▸ **Aim of the task**
Word for word, set down the listing that appears after this line.
(Supplied entries begins)
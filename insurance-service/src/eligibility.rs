use chrono::NaiveDate;
use logger_redacted::redact;
use serde::{Deserialize, Serialize};
use speech_normalizer::normalize_service_phrase;
use std::sync::Arc;
use tracing::{debug, info};
use utoipa::ToSchema;

use crate::error::InsuranceResult;
use crate::models::{Member, MemberStatus};
use crate::repository::MemberRepository;
use crate::requests::EligibilityRequest;
use crate::resolver::MemberResolver;

/// Eligibility answer read back to the caller.
///
/// `service_*` fields are only filled when the request named a service.
#[derive(Debug, Clone, Default, PartialEq, Serialize, Deserialize, ToSchema)]
pub struct EligibilityResponse {
    pub found: bool,
    pub message: Option<String>,
    pub status: Option<MemberStatus>,
    pub member_id: Option<String>,
    pub patient_name: Option<String>,
    pub plan_name: Option<String>,
    pub effective_date: Option<NaiveDate>,
    pub term_date: Option<NaiveDate>,
    pub copay_primary: Option<u32>,
    pub copay_specialist: Option<u32>,
    pub deductible: Option<u32>,
    pub deductible_met: Option<u32>,
    pub cob_status: Option<String>,
    pub out_of_pocket_max: Option<u32>,
    pub out_of_pocket_met: Option<u32>,
    pub service_type: Option<String>,
    /// `None` means coverage for the service is unknown
    pub service_covered: Option<bool>,
    pub service_copay: Option<u32>,
    pub service_coinsurance: Option<u32>,
    pub service_prior_auth: Option<bool>,
    pub service_visit_limit: Option<String>,
    pub service_notes: Option<String>,
}

impl EligibilityResponse {
    fn not_found(message: String) -> Self {
        Self {
            found: false,
            message: Some(message),
            ..Self::default()
        }
    }

    fn for_member(member: &Member) -> Self {
        Self {
            found: true,
            status: Some(member.status),
            member_id: Some(member.member_id.clone()),
            patient_name: Some(member.full_name()),
            plan_name: Some(member.plan_name.clone()),
            effective_date: Some(member.effective_date),
            term_date: member.term_date,
            copay_primary: Some(member.copay_primary),
            copay_specialist: Some(member.copay_specialist),
            deductible: Some(member.deductible),
            deductible_met: Some(member.deductible_met),
            cob_status: Some(member.cob_status.clone()),
            out_of_pocket_max: Some(member.out_of_pocket_max),
            out_of_pocket_met: Some(member.out_of_pocket_met),
            ..Self::default()
        }
    }

    /// Fill the `service_*` fields from the member's benefit table
    fn with_service(mut self, member: &Member, raw_service: &str) -> Self {
        let key = normalize_service_phrase(raw_service);
        debug!(service = raw_service, normalized = ?key, "service lookup");

        match key {
            Some(key) if member.benefits.is_empty() => {
                debug!(service = %key, "member plan has no benefit table");
                self.service_type = Some(raw_service.to_string());
                self.message = Some("Benefit details are not available for this member's plan.".to_string());
            }
            Some(key) => match member.benefits.get(key.as_str()) {
                Some(benefit) => {
                    self.service_type = Some(key.display_name().to_string());
                    self.service_covered = Some(benefit.covered);
                    self.service_copay = benefit.copay;
                    self.service_coinsurance = benefit.coinsurance;
                    self.service_prior_auth = Some(benefit.prior_auth_required);
                    self.service_visit_limit = benefit.visit_limit.clone();
                    self.service_notes = benefit.notes.clone();
                }
                None => {
                    self.service_type = Some(raw_service.to_string());
                    self.message = Some(format!(
                        "Service '{raw_service}' is not a recognized benefit category for this plan."
                    ));
                }
            },
            None => {
                self.service_type = Some(raw_service.to_string());
                self.message = Some(format!(
                    "Could not identify the service '{raw_service}'. Please try a more specific term."
                ));
            }
        }
        self
    }
}

/// Eligibility verification service
pub struct EligibilityVerifier {
    members: Arc<dyn MemberRepository>,
    resolver: MemberResolver,
}

impl EligibilityVerifier {
    pub fn new(members: Arc<dyn MemberRepository>) -> Self {
        Self {
            resolver: MemberResolver::new(members.clone()),
            members,
        }
    }

    /// Look a member up by id (exact) or by spoken name and DOB (fuzzy).
    ///
    /// An explicit member id is never fuzzed: a wrong id is reported as such
    /// rather than silently matched to someone else by name.
    pub async fn check(&self, request: &EligibilityRequest) -> InsuranceResult<EligibilityResponse> {
        let member = match (request.member_id.as_deref(), request.patient_name.as_deref()) {
            (None, None) => {
                info!("eligibility lookup without patient name or member id");
                return Ok(EligibilityResponse::not_found(
                    "Missing patient name and member ID. Please provide at least one.".to_string(),
                ));
            }
            (Some(member_id), _) => {
                let canonical = member_id.trim().to_uppercase();
                match self.members.find_by_id(&canonical).await? {
                    Some(member) => member,
                    None => {
                        info!(member_id = %redact(&canonical), "eligibility lookup: unknown member id");
                        return Ok(EligibilityResponse::not_found(format!(
                            "No member found with ID {member_id}."
                        )));
                    }
                }
            }
            (None, Some(name)) => {
                let dob = request.patient_dob.as_deref();
                match self.resolver.resolve(name, dob).await?.into_selected() {
                    Some(member) => member,
                    None => {
                        info!(patient = %redact(name), "eligibility lookup: no matching patient");
                        let dob_clause = dob.map(|d| format!(" and DOB '{d}'")).unwrap_or_default();
                        return Ok(EligibilityResponse::not_found(format!(
                            "No patient found matching name '{name}'{dob_clause}. Please verify spelling and try again."
                        )));
                    }
                }
            }
        };

        info!(member_id = %redact(&member.member_id), status = ?member.status, "eligibility found");
        let response = EligibilityResponse::for_member(&member);
        Ok(match request.service_type.as_deref() {
            Some(service) => response.with_service(&member, service),
            None => response,
        })
    }
}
(Supplied entries ends)
▸ **Answer area**
filename insurance-service/src/eligibility.rs
use chrono::NaiveDate;
use logger_redacted::redact;
use serde::{Deserialize, Serialize};
use speech_normalizer::normalize_service_phrase;
use std::sync::Arc;
use tracing::{debug, info};
use utoipa::ToSchema;

use crate::error::InsuranceResult;
use crate::models::{Member, MemberStatus};
use crate::repository::MemberRepository;
use crate::requests::EligibilityRequest;
use crate::resolver::MemberResolver;

/// Eligibility answer read back to the caller.
///
/// `service_*` fields are only filled when the request named a service.
#[derive(Debug, Clone, Default, PartialEq, Serialize, Deserialize, ToSchema)]
pub struct EligibilityResponse {
    pub found: bool,
    pub message: Option<String>,
    pub status: Option<MemberStatus>,
    pub member_id: Option<String>,
    pub patient_name: Option<String>,
    pub plan_name: Option<String>,
    pub effective_date: Option<NaiveDate>,
    pub term_date: Option<NaiveDate>,
    pub copay_primary: Option<u32>,
    pub copay_specialist: Option<u32>,
    pub deductible: Option<u32>,
    pub deductible_met: Option<u32>,
    pub cob_status: Option<String>,
    pub out_of_pocket_max: Option<u32>,
    pub out_of_pocket_met: Option<u32>,
    pub service_type: Option<String>,
    /// `None` means coverage for the service is unknown
    pub service_covered: Option<bool>,
    pub service_copay: Option<u32>,
    pub service_coinsurance: Option<u32>,
    pub service_prior_auth: Option<bool>,
    pub service_visit_limit: Option<String>,
    pub service_notes: Option<String>,
}

impl EligibilityResponse {
    fn not_found(message: String) -> Self {
        Self {
            found: false,
            message: Some(message),
            ..Self::default()
        }
    }

    fn for_member(member: &Member) -> Self {
        Self {
            found: true,
            status: Some(member.status),
            member_id: Some(member.member_id.clone()),
            patient_name: Some(member.full_name()),
            plan_name: Some(member.plan_name.clone()),
            effective_date: Some(member.effective_date),
            term_date: member.term_date,
            copay_primary: Some(member.copay_primary),
            copay_specialist: Some(member.copay_specialist),
            deductible: Some(member.deductible),
            deductible_met: Some(member.deductible_met),
            cob_status: Some(member.cob_status.clone()),
            out_of_pocket_max: Some(member.out_of_pocket_max),
            out_of_pocket_met: Some(member.out_of_pocket_met),
            ..Self::default()
        }
    }

    /// Fill the `service_*` fields from the member's benefit table
    fn with_service(mut self, member: &Member, raw_service: &str) -> Self {
        let key = normalize_service_phrase(raw_service);
        debug!(service = raw_service, normalized = ?key, "service lookup");

        match key {
            Some(key) if member.benefits.is_empty() => {
                debug!(service = %key, "member plan has no benefit table");
                self.service_type = Some(raw_service.to_string());
                self.message = Some("Benefit details are not available for this member's plan.".to_string());
            }
            Some(key) => match member.benefits.get(key.as_str()) {
                Some(benefit) => {
                    self.service_type = Some(key.display_name().to_string());
                    self.service_covered = Some(benefit.covered);
                    self.service_copay = benefit.copay;
                    self.service_coinsurance = benefit.coinsurance;
                    self.service_prior_auth = Some(benefit.prior_auth_required);
                    self.service_visit_limit = benefit.visit_limit.clone();
                    self.service_notes = benefit.notes.clone();
                }
                None => {
                    self.service_type = Some(raw_service.to_string());
                    self.message = Some(format!(
                        "Service '{raw_service}' is not a recognized benefit category for this plan."
                    ));
                }
            },
            None => {
                self.service_type = Some(raw_service.to_string());
                self.message = Some(format!(
                    "Could not identify the service '{raw_service}'. Please try a more specific term."
                ));
            }
        }
        self
    }
}

/// Eligibility verification service
pub struct EligibilityVerifier {
    members: Arc<dyn MemberRepository>,
    resolver: MemberResolver,
}

impl EligibilityVerifier {
    pub fn new(members: Arc<dyn MemberRepository>) -> Self {
        Self {
            resolver: MemberResolver::new(members.clone()),
            members,
        }
    }

    /// Look a member up by id (exact) or by spoken name and DOB (fuzzy).
    ///
    /// An explicit member id is never fuzzed: a wrong id is reported as such
    /// rather than silently matched to someone else by name.
    pub async fn check(&self, request: &EligibilityRequest) -> InsuranceResult<EligibilityResponse> {
        let member = match (request.member_id.as_deref(), request.patient_name.as_deref()) {
            (None, None) => {
                info!("eligibility lookup without patient name or member id");
                return Ok(EligibilityResponse::not_found(
                    "Missing patient name and member ID. Please provide at least one.".to_string(),
                ));
            }
            (Some(member_id), _) => {
                let canonical = member_id.trim().to_uppercase();
                match self.members.find_by_id(&canonical).await? {
                    Some(member) => member,
                    None => {
                        info!(member_id = %redact(&canonical), "eligibility lookup: unknown member id");
                        return Ok(EligibilityResponse::not_found(format!(
                            "No member found with ID {member_id}."
                        )));
                    }
                }
            }
            (None, Some(name)) => {
                let dob = request.patient_dob.as_deref();
                match self.resolver.resolve(name, dob).await?.into_selected() {
                    Some(member) => member,
                    None => {
                        info!(patient = %redact(name), "eligibility lookup: no matching patient");
                        let dob_clause = dob.map(|d| format!(" and DOB '{d}'")).unwrap_or_default();
                        return Ok(EligibilityResponse::not_found(format!(
                            "No patient found matching name '{name}'{dob_clause}. Please verify spelling and try again."
                        )));
                    }
                }
            }
        };

        info!(member_id = %redact(&member.member_id), status = ?member.status, "eligibility found");
        let response = EligibilityResponse::for_member(&member);
        Ok(match request.service_type.as_deref() {
            Some(service) => response.with_service(&member, service),
            None => response,
        })
    }
}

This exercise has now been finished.